===== EXTRACTED DATA =====

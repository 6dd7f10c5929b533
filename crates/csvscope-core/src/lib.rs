//! csvscope-core: Pure client logic for the CSV upload/preview page (sans-IO).
//!
//! Models the four steps a user goes through:
//! select -> validate -> upload -> render.
//!
//! This crate has **no I/O dependencies** -- it validates file names,
//! tracks the upload lifecycle, decodes the analysis service's JSON and
//! projects everything into a render model. All browser interaction
//! (file reading, `fetch`, timers, DOM) lives in `csvscope-io`.

pub mod config;
pub mod deadline;
pub mod messages;
pub mod response;
pub mod session;
pub mod types;
pub mod validate;
pub mod view;

pub use config::{ClientConfig, UPLOAD_TIMEOUT};
pub use deadline::Raced;
pub use session::{Session, UploadState, UploadTicket};
pub use types::{AnalysisResult, ClientError, Row, Scalar, Schema, SchemaError, SelectedFile};
pub use validate::validate;
pub use view::{Cell, DropPrompt, PageView, SchemaSummary, TableView};
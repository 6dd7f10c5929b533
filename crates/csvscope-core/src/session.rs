//! The page's state machine.
//!
//! A [`Session`] owns the selected file and the [`UploadState`]. All
//! transitions go through its methods:
//!
//! ```text
//!            select()                begin_upload()
//!   * ─────────────────► Idle ───────────────────────► InFlight
//!                         ▲                           │        │
//!                select() │              finish(Ok)   │        │ finish(Err)
//!                         │                           ▼        ▼
//!                         └──────────────── Succeeded      Failed
//!                                              │              │
//!                                              └─ begin_upload() ─► InFlight
//! ```
//!
//! Only one request can be outstanding. Each one is identified by an
//! [`UploadTicket`]; [`Session::finish`] ignores outcomes whose ticket
//! is not the current in-flight one, so a response that arrives after a
//! timeout is discarded.
//!
//! Picking another file mid-upload clears the screen but not the
//! network: the old request is remembered as abandoned and the session
//! stays [busy](Session::is_busy) until its outcome reaches `finish`.

use std::rc::Rc;

use tracing::{debug, info, warn};

use crate::types::{AnalysisResult, ClientError, SelectedFile};

/// Identifies one call to [`Session::begin_upload`].
#[derive(Debug, Clone, Copy, PartialEq, Eq, Hash)]
pub struct UploadTicket(u64);

impl UploadTicket {
    /// The ticket's sequence number (starts at 1).
    #[must_use]
    pub const fn get(self) -> u64 {
        self.0
    }
}

/// Where the current file is in its upload lifecycle.
///
/// `previous` carries the result of the last successful upload of the
/// *same* file, so that a retry (or a failed retry) keeps the earlier
/// preview on screen. It is always `None` right after a new selection.
#[derive(Debug, Clone, PartialEq, Default)]
pub enum UploadState {
    /// Nothing sent for the current selection (or nothing selected).
    #[default]
    Idle,
    /// A request is outstanding.
    InFlight {
        /// The ticket the outcome must carry to be applied.
        ticket: UploadTicket,
        /// Result still on screen from an earlier success.
        previous: Option<Rc<AnalysisResult>>,
    },
    /// The last request returned a valid analysis.
    Succeeded(Rc<AnalysisResult>),
    /// The last request failed.
    Failed {
        /// User-visible description of the failure.
        message: String,
        /// Result still on screen from an earlier success.
        previous: Option<Rc<AnalysisResult>>,
    },
}

impl UploadState {
    /// Returns `true` while a request is outstanding.
    #[must_use]
    pub const fn is_in_flight(&self) -> bool {
        matches!(self, Self::InFlight { .. })
    }

    /// The result that should currently be rendered, if any.
    #[must_use]
    pub const fn visible_result(&self) -> Option<&Rc<AnalysisResult>> {
        match self {
            Self::Idle => None,
            Self::Succeeded(result) => Some(result),
            Self::InFlight { previous, .. } | Self::Failed { previous, .. } => previous.as_ref(),
        }
    }

    /// The failure message, if the last request failed.
    #[must_use]
    pub fn failure(&self) -> Option<&str> {
        match self {
            Self::Failed { message, .. } => Some(message),
            _ => None,
        }
    }

    fn take_visible(&mut self) -> Option<Rc<AnalysisResult>> {
        match std::mem::take(self) {
            Self::Idle => None,
            Self::Succeeded(result) => Some(result),
            Self::InFlight { previous, .. } | Self::Failed { previous, .. } => previous,
        }
    }
}

/// All state behind the upload page.
#[derive(Debug, Clone, Default)]
pub struct Session {
    file: Option<SelectedFile>,
    upload: UploadState,
    /// Local rejection (bad file type, nothing selected) shown until the
    /// next successful selection or upload attempt.
    notice: Option<ClientError>,
    /// Request left outstanding by a mid-upload selection. Its outcome
    /// is dropped, but no new upload may start until it arrives.
    abandoned: Option<UploadTicket>,
    last_ticket: u64,
}

impl Session {
    /// An empty session: no file, `Idle`, no messages.
    #[must_use]
    pub fn new() -> Self {
        Self::default()
    }

    /// The currently selected file.
    #[must_use]
    pub const fn file(&self) -> Option<&SelectedFile> {
        self.file.as_ref()
    }

    /// The current upload state.
    #[must_use]
    pub const fn upload(&self) -> &UploadState {
        &self.upload
    }

    /// Returns `true` while any request is outstanding, including one
    /// abandoned by a newer selection.
    #[must_use]
    pub const fn is_busy(&self) -> bool {
        self.upload.is_in_flight() || self.abandoned.is_some()
    }

    /// The pending local rejection, if any.
    #[must_use]
    pub const fn notice(&self) -> Option<&ClientError> {
        self.notice.as_ref()
    }

    /// The message to show in the error area: a local rejection takes
    /// precedence over an upload failure.
    #[must_use]
    pub fn error_message(&self) -> Option<String> {
        self.notice
            .as_ref()
            .map(ToString::to_string)
            .or_else(|| self.upload.failure().map(str::to_owned))
    }

    /// Replace the selected file with a freshly validated one.
    ///
    /// Discards any result, previous result, failure and notice, so a
    /// stale preview is never shown next to a new, unsubmitted file. An
    /// upload still in flight for the old file is abandoned: its outcome
    /// will be ignored by [`finish`](Self::finish), and the session stays
    /// busy until then.
    pub fn select(&mut self, file: SelectedFile) {
        debug!(name = file.name(), len = file.len(), "file selected");
        if let UploadState::InFlight { ticket, .. } = self.upload {
            debug!(ticket = ticket.get(), "abandoning in-flight upload");
            self.abandoned = Some(ticket);
        }
        self.file = Some(file);
        self.upload = UploadState::Idle;
        self.notice = None;
    }

    /// Record a rejected selection.
    ///
    /// The previously selected file (if any) and the upload state are
    /// left untouched.
    pub fn reject(&mut self, error: ClientError) {
        debug!(%error, "selection rejected");
        self.notice = Some(error);
    }

    /// Start an upload of the selected file.
    ///
    /// On success the session is `InFlight` and the caller must perform
    /// exactly one request for the returned file, then report its
    /// outcome with [`finish`](Self::finish).
    ///
    /// # Errors
    ///
    /// - [`ClientError::NoFileSelected`] if nothing is selected; this is
    ///   also recorded as the session's notice.
    /// - [`ClientError::UploadInProgress`] if a request is already
    ///   outstanding, abandoned or not; the session is unchanged.
    pub fn begin_upload(&mut self) -> Result<(UploadTicket, SelectedFile), ClientError> {
        if self.is_busy() {
            debug!("upload already in flight; ignoring trigger");
            return Err(ClientError::UploadInProgress);
        }
        let Some(file) = self.file.clone() else {
            self.notice = Some(ClientError::NoFileSelected);
            return Err(ClientError::NoFileSelected);
        };

        self.last_ticket += 1;
        let ticket = UploadTicket(self.last_ticket);
        let previous = self.upload.take_visible();
        self.upload = UploadState::InFlight { ticket, previous };
        self.notice = None;
        info!(ticket = ticket.get(), name = file.name(), "upload started");
        Ok((ticket, file))
    }

    /// Apply the outcome of the request identified by `ticket`.
    ///
    /// Returns `false` if that request is no longer the one in flight:
    /// it was abandoned by a new selection (which releases the busy
    /// state and nothing else), or its outcome was already applied
    /// (e.g. a timeout beat the response).
    pub fn finish(
        &mut self,
        ticket: UploadTicket,
        outcome: Result<AnalysisResult, ClientError>,
    ) -> bool {
        if self.abandoned == Some(ticket) {
            debug!(
                ticket = ticket.get(),
                ok = outcome.is_ok(),
                "abandoned upload settled; outcome dropped"
            );
            self.abandoned = None;
            return false;
        }
        let UploadState::InFlight { ticket: current, .. } = &self.upload else {
            warn!(ticket = ticket.get(), "discarding outcome: no upload in flight");
            return false;
        };
        if *current != ticket {
            warn!(
                ticket = ticket.get(),
                current = current.get(),
                "discarding outcome of superseded upload"
            );
            return false;
        }

        let previous = self.upload.take_visible();
        self.upload = match outcome {
            Ok(result) => {
                info!(
                    ticket = ticket.get(),
                    columns = result.schema.columns.len(),
                    rows = result.preview.len(),
                    "upload succeeded"
                );
                UploadState::Succeeded(Rc::new(result))
            }
            Err(error) => {
                warn!(
                    ticket = ticket.get(),
                    %error,
                    retryable = error.is_retryable(),
                    "upload failed"
                );
                UploadState::Failed {
                    message: error.to_string(),
                    previous,
                }
            }
        };
        true
    }
}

=====

### TASK TO COMPLETE
When a line in the listing includes the word "true", report that line in full.

### OUTPUT
    /// Returns `true` while a request is outstanding.
    /// Returns `true` while any request is outstanding, including one
        true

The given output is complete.